The Consistency Spectrum

Traditional databases typically offer only two options: strong consistency (relational databases with synchronous replication) or eventual consistency (most NoSQL databases). Cosmos DB fills in the spectrum with three additional levels between these extremes, giving you fine-grained control over the consistency-performance trade-off.

Level	Guarantee	Read Latency	Write Latency	Throughput	Read RU Cost
Strong	Linearizable (always latest committed write)	Highest	Highest	Lowest	2x
Bounded Staleness	Reads lag by at most K versions or T time	High	High	Low	2x
Session	Read-your-own-writes within a session	Low	Low	High	1x
Consistent Prefix	Reads never see out-of-order writes	Low	Low	High	1x
Eventual	No ordering guarantee; convergence over time	Lowest	Lowest	Highest	1x

Session Consistency Is the Default

Cosmos DB defaults to Session consistency, and Microsoft recommends it as the starting point for most applications.
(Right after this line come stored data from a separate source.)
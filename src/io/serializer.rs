//! Versioned binary map file format
//!
//! Layout (all integers little-endian):
//!
//! ```text
//! magic          [u8; 4]   "SQGM"
//! version        u32
//! width, height  u32, u32
//! element_count  u32
//! records        element_count × {
//!                  column u32, row u32, kind u16, payload_len u32, payload
//!                }
//! checksum       u32       xxHash32 of every preceding byte
//! ```
//!
//! Records are written in row-major order, which makes output byte-identical
//! for equal grids. Readers check the version before anything else and
//! refuse files from newer revisions outright.

use std::fs;
use std::io;
use std::path::{Path, PathBuf};

use xxhash_rust::xxh32::xxh32;

use crate::grid::coordinate::{Connectivity, GridCoordinate};
use crate::grid::registry::ElementRegistry;
use crate::grid::system::GridSystem;
use crate::io::atomic::atomic_write;
use crate::io::codec::{ByteReader, ByteWriter};
use crate::io::configuration::{
    CHECKSUM_SEED, CHECKSUM_SIZE, MAP_FILE_MAGIC, MAP_FORMAT_VERSION, MAP_HEADER_SIZE,
    RECORD_HEADER_SIZE,
};
use crate::io::error::{GridError, IN_MEMORY_PATH, Result, WithPath, format_error, io_error};

/// Fixed-size fields at the start of a map file
#[derive(Debug, Clone, Copy, PartialEq, Eq)]
pub struct MapHeader {
    /// Format revision the file was written with
    pub version: u32,
    /// Number of columns
    pub width: u32,
    /// Number of rows
    pub height: u32,
    /// Number of element records that follow
    pub element_count: u32,
}

/// Reads and writes [`GridSystem`]s as map files
///
/// Writing needs nothing but the grid. Reading reconstructs element variants
/// through an [`ElementRegistry`] and gives the rebuilt grid the configured
/// connectivity, which the file does not record.
#[derive(Debug, Clone, Default)]
pub struct GridSystemSerializer {
    registry: ElementRegistry,
    connectivity: Connectivity,
}

impl GridSystemSerializer {
    /// Create a serializer that decodes with `registry`
    pub fn new(registry: ElementRegistry, connectivity: Connectivity) -> Self {
        Self {
            registry,
            connectivity,
        }
    }

    /// Element kinds this serializer can read
    pub const fn registry(&self) -> &ElementRegistry {
        &self.registry
    }

    /// Connectivity given to deserialized grids
    pub const fn connectivity(&self) -> Connectivity {
        self.connectivity
    }

    /// Write `grid` to `path`, replacing any existing file
    ///
    /// The whole file is encoded in memory and written atomically, so a
    /// failure never truncates or corrupts what was at `path` before.
    ///
    /// # Errors
    ///
    /// Returns an I/O error if `path` is empty or the file cannot be written
    pub fn serialize(grid: &GridSystem, path: &Path) -> Result<()> {
        check_path(path, "write")?;

        let bytes = Self::encode(grid);
        atomic_write(path, &bytes).map_err(|e| io_error(path, "write", e))?;

        log::info!(
            "Saved {}x{} map with {} elements to '{}' ({} bytes)",
            grid.width(),
            grid.height(),
            grid.occupied_count(),
            path.display(),
            bytes.len()
        );
        Ok(())
    }

    /// Read a grid from `path`
    ///
    /// # Errors
    ///
    /// Returns:
    /// - `FileNotFound` if nothing exists at `path`
    /// - An I/O error if `path` is empty or cannot be read
    /// - `UnsupportedVersion` if the file is newer than this reader
    /// - A format error if the file is malformed
    pub fn deserialize(&self, path: &Path) -> Result<GridSystem> {
        self.deserialize_with_header(path).map(|(_, grid)| grid)
    }

    /// Read a grid from `path` together with the header it was stored under
    ///
    /// # Errors
    ///
    /// Same as [`Self::deserialize`]
    pub fn deserialize_with_header(&self, path: &Path) -> Result<(MapHeader, GridSystem)> {
        let bytes = read_file(path)?;

        let (header, grid) = self.decode_with_header(&bytes).at_path(path)?;
        log::info!(
            "Loaded {}x{} map with {} elements from '{}'",
            grid.width(),
            grid.height(),
            grid.occupied_count(),
            path.display()
        );
        Ok((header, grid))
    }

    /// Encode `grid` into map file bytes
    pub fn encode(grid: &GridSystem) -> Vec<u8> {
        let estimate = MAP_HEADER_SIZE
            + CHECKSUM_SIZE
            + grid.occupied_count() * (RECORD_HEADER_SIZE + 8);
        let mut bytes = Vec::with_capacity(estimate);
        let mut out = ByteWriter::new(&mut bytes);

        out.put_bytes(&MAP_FILE_MAGIC);
        out.put_u32(MAP_FORMAT_VERSION);
        out.put_u32(grid.width());
        out.put_u32(grid.height());
        let count = u32::try_from(grid.occupied_count()).unwrap_or(u32::MAX);
        out.put_u32(count);

        let mut payload = Vec::new();
        for (coordinate, element) in grid.all_occupied() {
            payload.clear();
            element.encode_payload(&mut ByteWriter::new(&mut payload));

            out.put_u32(coordinate.column);
            out.put_u32(coordinate.row);
            out.put_u16(element.kind().tag());
            out.put_u32(u32::try_from(payload.len()).unwrap_or(u32::MAX));
            out.put_bytes(&payload);
        }

        let checksum = xxh32(&bytes, CHECKSUM_SEED);
        bytes.extend_from_slice(&checksum.to_le_bytes());
        bytes
    }

    /// Decode map file bytes into a grid
    ///
    /// Errors carry a placeholder path; [`Self::deserialize`] replaces it with
    /// the real one.
    ///
    /// # Errors
    ///
    /// Returns `UnsupportedVersion` for newer files and a format error for
    /// anything structurally invalid
    pub fn decode(&self, bytes: &[u8]) -> Result<GridSystem> {
        self.decode_with_header(bytes).map(|(_, grid)| grid)
    }

    /// Decode map file bytes into their header and grid
    ///
    /// # Errors
    ///
    /// Same as [`Self::decode`]
    pub fn decode_with_header(&self, bytes: &[u8]) -> Result<(MapHeader, GridSystem)> {
        let body = verified_body(bytes)?;
        let mut reader = ByteReader::new(body);
        let header = read_header(&mut reader)?;

        let mut grid = GridSystem::new(header.width, header.height, self.connectivity)
            .map_err(|e| format_error(&e))?;

        let capacity = u64::from(header.width) * u64::from(header.height);
        if u64::from(header.element_count) > capacity {
            return Err(format_error(&format!(
                "element count {} exceeds the {} cells of a {}x{} grid",
                header.element_count, capacity, header.width, header.height
            )));
        }

        let mut previous: Option<GridCoordinate> = None;
        for index in 0..header.element_count {
            if reader.remaining() < RECORD_HEADER_SIZE {
                return Err(format_error(&format!(
                    "element count mismatch: header declares {}, data ends after {index}",
                    header.element_count
                )));
            }

            let column = reader.u32("record column")?;
            let row = reader.u32("record row")?;
            let coordinate = GridCoordinate::new(column, row);
            let tag = reader.u16("record kind")?;
            let payload_len = reader.u32("record payload length")?;

            if !grid.contains(coordinate) {
                return Err(format_error(&format!(
                    "record {index} at {coordinate} lies outside the {}x{} grid",
                    header.width, header.height
                )));
            }
            if previous.is_some_and(|prev| coordinate <= prev) {
                return Err(format_error(&format!(
                    "record {index} at {coordinate} is duplicated or out of row-major order"
                )));
            }
            previous = Some(coordinate);

            let payload = reader.take(payload_len as usize, "record payload")?;
            let mut payload_reader = ByteReader::new(payload);
            let element = self.registry.decode(tag, &mut payload_reader, coordinate)?;
            payload_reader.finish(&format!("payload of record {index}"))?;

            grid.set(coordinate, element)?;
        }
        reader.finish("last element record")?;

        log::debug!(
            "Decoded {} records for a {}x{} grid",
            header.element_count,
            header.width,
            header.height
        );
        Ok((header, grid))
    }

    /// Read only the header of the map file at `path`
    ///
    /// # Errors
    ///
    /// Same failure modes as [`Self::deserialize`], limited to the header and
    /// checksum
    pub fn read_header(path: &Path) -> Result<MapHeader> {
        let bytes = read_file(path)?;
        verified_body(&bytes)
            .and_then(|body| read_header(&mut ByteReader::new(body)))
            .at_path(path)
    }
}

/// Check magic, version and checksum; return the bytes the checksum covers
fn verified_body(bytes: &[u8]) -> Result<&[u8]> {
    let mut reader = ByteReader::new(bytes);

    let magic: [u8; 4] = reader.array("magic")?;
    if magic != MAP_FILE_MAGIC {
        return Err(format_error(&format!(
            "bad magic {magic:02x?}, expected {MAP_FILE_MAGIC:02x?}"
        )));
    }

    let version = reader.u32("version")?;
    check_version(version)?;

    let (body, stored) = bytes
        .split_last_chunk::<CHECKSUM_SIZE>()
        .filter(|(body, _)| body.len() >= MAP_HEADER_SIZE)
        .ok_or_else(|| format_error(&"truncated before checksum"))?;
    let stored = u32::from_le_bytes(*stored);
    let computed = xxh32(body, CHECKSUM_SEED);
    if stored != computed {
        return Err(format_error(&format!(
            "checksum mismatch: stored {stored:#010x}, computed {computed:#010x}"
        )));
    }
    Ok(body)
}

fn read_header(reader: &mut ByteReader<'_>) -> Result<MapHeader> {
    let _magic: [u8; 4] = reader.array("magic")?;
    let version = reader.u32("version")?;
    check_version(version)?;

    Ok(MapHeader {
        version,
        width: reader.u32("width")?,
        height: reader.u32("height")?,
        element_count: reader.u32("element count")?,
    })
}

fn check_version(version: u32) -> Result<()> {
    if version == 0 {
        return Err(format_error(&"version 0 is not a valid format revision"));
    }
    if version > MAP_FORMAT_VERSION {
        return Err(GridError::UnsupportedVersion {
            path: PathBuf::from(IN_MEMORY_PATH),
            found: version,
            supported: MAP_FORMAT_VERSION,
        });
    }
    Ok(())
}

fn read_file(path: &Path) -> Result<Vec<u8>> {
    check_path(path, "read")?;
    fs::read(path).map_err(|e| {
        if e.kind() == io::ErrorKind::NotFound {
            GridError::FileNotFound {
                path: path.to_path_buf(),
            }
        } else {
            io_error(path, "read", e)
        }
    })
}

fn check_path(path: &Path, operation: &'static str) -> Result<()> {
    if path.as_os_str().is_empty() {
        return Err(io_error(
            path,
            operation,
            io::Error::new(io::ErrorKind::InvalidInput, "map file path is empty"),
        ));
    }
    Ok(())
}
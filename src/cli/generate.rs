//! CLI command for generating the archive document

use std::io::Write;
use std::path::PathBuf;

use crate::config::Settings;
use crate::error::ArchiveResult;

use super::{load_archive, output_writer};

/// Generate the HTML archive to `output` (standard output when `None`)
pub fn handle_generate_command(settings: &Settings, output: Option<PathBuf>) -> ArchiveResult<()> {
    let archive = load_archive(settings)?;

    let mut writer = output_writer(output.as_deref())?;
    archive.render(&mut writer)?;
    writer.flush()?;

    if let Some(path) = output {
        tracing::info!(path = %path.display(), "archive written");
    }
    Ok(())
}
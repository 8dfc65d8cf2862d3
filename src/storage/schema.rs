//! Table layouts the repositories read from
//!
//! These mirror the preserved legacy databases. They are never applied to
//! the source databases (which are opened read-only); they exist to build
//! fixture databases with the same shape.

/// Current CUNY course catalog
pub const CATALOG_SCHEMA: &str = r#"
CREATE TABLE IF NOT EXISTS cuny_courses (
    institution    TEXT NOT NULL,
    discipline     TEXT NOT NULL,
    catalog_number TEXT NOT NULL,
    title          TEXT NOT NULL,
    course_status  TEXT,
    designation    TEXT,
    attributes     TEXT
);
"#;

/// Curriculum workflow history
pub const CURRICULUM_SCHEMA: &str = r#"
CREATE TABLE IF NOT EXISTS proposal_types (
    abbr      TEXT PRIMARY KEY,
    full_name TEXT NOT NULL
);

CREATE TABLE IF NOT EXISTS criteria (
    abbr      TEXT PRIMARY KEY,
    full_text TEXT NOT NULL
);

CREATE TABLE IF NOT EXISTS proposals (
    id             INTEGER PRIMARY KEY,
    justifications TEXT NOT NULL
);

CREATE TABLE IF NOT EXISTS events_view (
    proposal         INTEGER NOT NULL,
    course           TEXT NOT NULL,
    type             TEXT NOT NULL,
    "effective date" TEXT NOT NULL,
    agency           TEXT NOT NULL,
    action           TEXT NOT NULL
);
"#;
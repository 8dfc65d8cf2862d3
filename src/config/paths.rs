//! Path management for the archive generator
//!
//! ## Path Resolution Order
//!
//! 1. `PATHWAYS_ARCHIVE_CONFIG_DIR` environment variable (if set)
//! 2. The platform configuration directory reported by `directories`
//!    (e.g. `~/.config/pathways-archive` on Linux)

use std::path::PathBuf;

use directories::ProjectDirs;

use crate::error::ArchiveError;

/// Environment variable that overrides the configuration directory
pub const CONFIG_DIR_ENV: &str = "PATHWAYS_ARCHIVE_CONFIG_DIR";

/// Manages all paths used by the archive generator
#[derive(Debug, Clone)]
pub struct ArchivePaths {
    /// Base directory for configuration
    base_dir: PathBuf,
}

impl ArchivePaths {
    /// Create a new ArchivePaths instance
    ///
    /// # Errors
    ///
    /// Returns an error if no home directory can be determined and no
    /// override is set.
    pub fn new() -> Result<Self, ArchiveError> {
        let base_dir = if let Ok(custom) = std::env::var(CONFIG_DIR_ENV) {
            PathBuf::from(custom)
        } else {
            resolve_default_path()?
        };

        Ok(Self { base_dir })
    }

    /// Create ArchivePaths with a custom base directory (useful for testing)
    pub fn with_base_dir(base_dir: PathBuf) -> Self {
        Self { base_dir }
    }

    /// Get the base directory
    pub fn base_dir(&self) -> &PathBuf {
        &self.base_dir
    }

    /// Get the path to the settings file
    pub fn settings_file(&self) -> PathBuf {
        self.base_dir.join("config.json")
    }

    /// Ensure the configuration directory exists
    pub fn ensure_directories(&self) -> Result<(), ArchiveError> {
        std::fs::create_dir_all(&self.base_dir)
            .map_err(|e| ArchiveError::Io(format!("Failed to create config directory: {}", e)))
    }

    /// Check if a settings file has been written
    pub fn is_initialized(&self) -> bool {
        self.settings_file().exists()
    }
}

fn resolve_default_path() -> Result<PathBuf, ArchiveError> {
    ProjectDirs::from("edu", "qc", "pathways-archive")
        .map(|dirs| dirs.config_dir().to_path_buf())
        .ok_or_else(|| ArchiveError::Config("Could not determine home directory".into()))
}
//! Reports module for the archive
//!
//! Provides the HTML archive document and a terminal summary of the
//! approvals it covers.

pub mod archive;
pub mod summary;

pub use archive::{course_anchor, status_html, Archive};
pub use summary::{SummaryReport, SummaryRow};
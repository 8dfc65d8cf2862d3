//! Core data models for the archive
//!
//! This module contains the data structures of the proposal archive:
//! categories, criteria, catalog courses, and approval events.

pub mod approval;
pub mod category;
pub mod course;
pub mod criterion;

pub use approval::{ApprovalEvent, ApprovedProposal, DateRange, Justifications};
pub use category::{Category, CategoryGroup, ProposalType};
pub use course::{catalog_key, CatalogCourse, CatalogStatus, CourseFlag, DesignationRule};
pub use criterion::Criterion;
//! Shared fixture databases for the command-line tests

#![allow(dead_code)]

use std::path::{Path, PathBuf};

use assert_cmd::Command;
use rusqlite::{params, Connection};
use tempfile::TempDir;

use pathways_archive::storage::schema::{CATALOG_SCHEMA, CURRICULUM_SCHEMA};

/// A temp directory holding a catalog database, a curriculum database,
/// and an isolated config directory
pub struct TestEnv {
    tmp: TempDir,
    pub catalog: PathBuf,
    pub curriculum: PathBuf,
}

impl TestEnv {
    /// Populated databases covering both approval bodies
    pub fn new() -> Self {
        let env = Self::empty();
        env.populate();
        env
    }

    /// Databases with the schema but no rows
    pub fn empty() -> Self {
        let tmp = TempDir::new().expect("create temp dir");
        let catalog = tmp.path().join("catalog.db");
        let curriculum = tmp.path().join("curriculum.db");

        Connection::open(&catalog)
            .expect("create catalog db")
            .execute_batch(CATALOG_SCHEMA)
            .expect("catalog schema");
        Connection::open(&curriculum)
            .expect("create curriculum db")
            .execute_batch(CURRICULUM_SCHEMA)
            .expect("curriculum schema");

        Self {
            tmp,
            catalog,
            curriculum,
        }
    }

    pub fn dir(&self) -> &Path {
        self.tmp.path()
    }

    /// The binary pointed at this environment's databases
    pub fn cmd(&self) -> Command {
        let mut cmd = Command::cargo_bin("pathways-archive").expect("binary built");
        cmd.env("PATHWAYS_ARCHIVE_CONFIG_DIR", self.tmp.path().join("config"))
            .env("PATHWAYS_CATALOG_DB", &self.catalog)
            .env("PATHWAYS_CURRICULUM_DB", &self.curriculum)
            .env_remove("RUST_LOG");
        cmd
    }

    fn populate(&self) {
        let catalog = Connection::open(&self.catalog).unwrap();
        for (discipline, number, title, status, designation, attributes) in [
            ("ENGL", "110", "College Writing I", "A", "RECR", "WRIC"),
            ("PHIL", "104", "Introduction to Ethics", "A", "RCER", "QNSLIT WRIC"),
            ("HIST", "101", "Ancient Worlds", "I", "FWGR", ""),
        ] {
            catalog
                .execute(
                    "INSERT INTO cuny_courses VALUES ('QNS01', ?1, ?2, ?3, ?4, ?5, ?6)",
                    params![discipline, number, title, status, designation, attributes],
                )
                .unwrap();
        }

        let curriculum = Connection::open(&self.curriculum).unwrap();
        curriculum
            .execute_batch(
                r#"
                INSERT INTO proposal_types VALUES ('EC-1', 'English Composition I');
                INSERT INTO proposal_types VALUES ('CE', 'Creative Expression');
                INSERT INTO proposal_types VALUES ('WCGI', 'World Cultures and Global Issues');
                INSERT INTO proposal_types VALUES ('LIT', 'Literature');
                INSERT INTO criteria VALUES ('QC-1', 'QC-1: Address how the course meets the goals of a liberal arts education.');
                INSERT INTO criteria VALUES ('QC-2', 'QC-2: Describe the  course''s contribution.');
                INSERT INTO criteria VALUES ('FCC-1', 'FCC-1: Gather and interpret evidence.');
                INSERT INTO criteria VALUES ('FCC-2', 'FCC-2: Evaluate evidence critically.');
                INSERT INTO criteria VALUES ('FCC-3', 'FCC-3: Produce well-reasoned arguments.');
                INSERT INTO criteria VALUES ('CE-1', 'CE-1: Appreciate the creative process.');
                INSERT INTO criteria VALUES ('LIT-1', 'LIT-1: Read literary texts closely.');
                INSERT INTO criteria VALUES ('Admin', 'Admin: bookkeeping row');
                "#,
            )
            .unwrap();

        for (proposal, course, kind, date, agency, payload) in [
            (201, "ENGL 110", "EC-1", "2013-03-01", "CCRC", payload("QC-1", "Writing practice.")),
            (202, "PHIL 104W", "CE", "2013-09-15", "CCRC", payload("CE-1", "Studio work.")),
            (203, "HIST 101", "WCGI", "2014-02-01", "CCRC", payload("QC-2", "Global sources.")),
            (204, "PHYS 999", "CE", "2014-05-01", "CCRC", payload("QC-1", "Acoustics.")),
            (205, "PHIL 104W", "LIT", "2015-01-10", "Senate", payload("LIT-1", "Close reading.")),
        ] {
            add_event(&curriculum, proposal, course, kind, date, agency, &payload);
        }
    }
}

/// Insert one approved proposal event
pub fn add_event(
    conn: &Connection,
    proposal: i64,
    course: &str,
    kind: &str,
    date: &str,
    agency: &str,
    payload: &str,
) {
    conn.execute(
        "INSERT OR REPLACE INTO proposals (id, justifications) VALUES (?1, ?2)",
        params![proposal, payload],
    )
    .unwrap();
    conn.execute(
        r#"INSERT INTO events_view (proposal, course, type, "effective date", agency, action)
           VALUES (?1, ?2, ?3, ?4, ?5, 'Approve')"#,
        params![proposal, course, kind, date, agency],
    )
    .unwrap();
}

/// A one-field serialized justification payload
pub fn payload(abbr: &str, text: &str) -> String {
    format!(
        "a:1:{{s:{}:\"{}\";s:{}:\"{}\";}}",
        abbr.len(),
        abbr,
        text.len(),
        text
    )
}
Session consistency provides read-your-own-writes within a client session (using a session token), which is what most applications actually need. It keeps latency low, throughput high, and reads cost 1x RU, half the cost of Strong or Bounded Staleness reads. Unless you have a specific requirement for stronger or weaker guarantees, start with Session.

Strong Consistency

Strong consistency provides linearizable reads. A read is guaranteed to return the most recent committed write. This is the equivalent of a single-region, single-replica database in terms of data freshness: readers always see the latest state, regardless of which replica they connect to.

How Strong Consistency Works

When you read with Strong consistency, Cosmos DB contacts a quorum of replicas to determine the latest committed version before returning the result. This quorum check adds latency and consumes additional RUs, but guarantees that you never read stale data.

Trade-offs and Constraints

2x RU cost for reads: Each read operation consumes twice the RUs compared to Session, Consistent Prefix, or Eventual consistency. For read-heavy workloads, this doubles your throughput cost.
Higher write latency: Writes must be replicated to a quorum of replicas before being acknowledged, increasing write latency compared to weaker consistency levels.
Not available with multi-region writes: Strong consistency is only available with single-region write configurations. If you enable multi-region writes, the strongest available option is Bounded Staleness.
Reduced availability during outages: Quorum reads may fail during regional outages because the required number of replicas may not be reachable.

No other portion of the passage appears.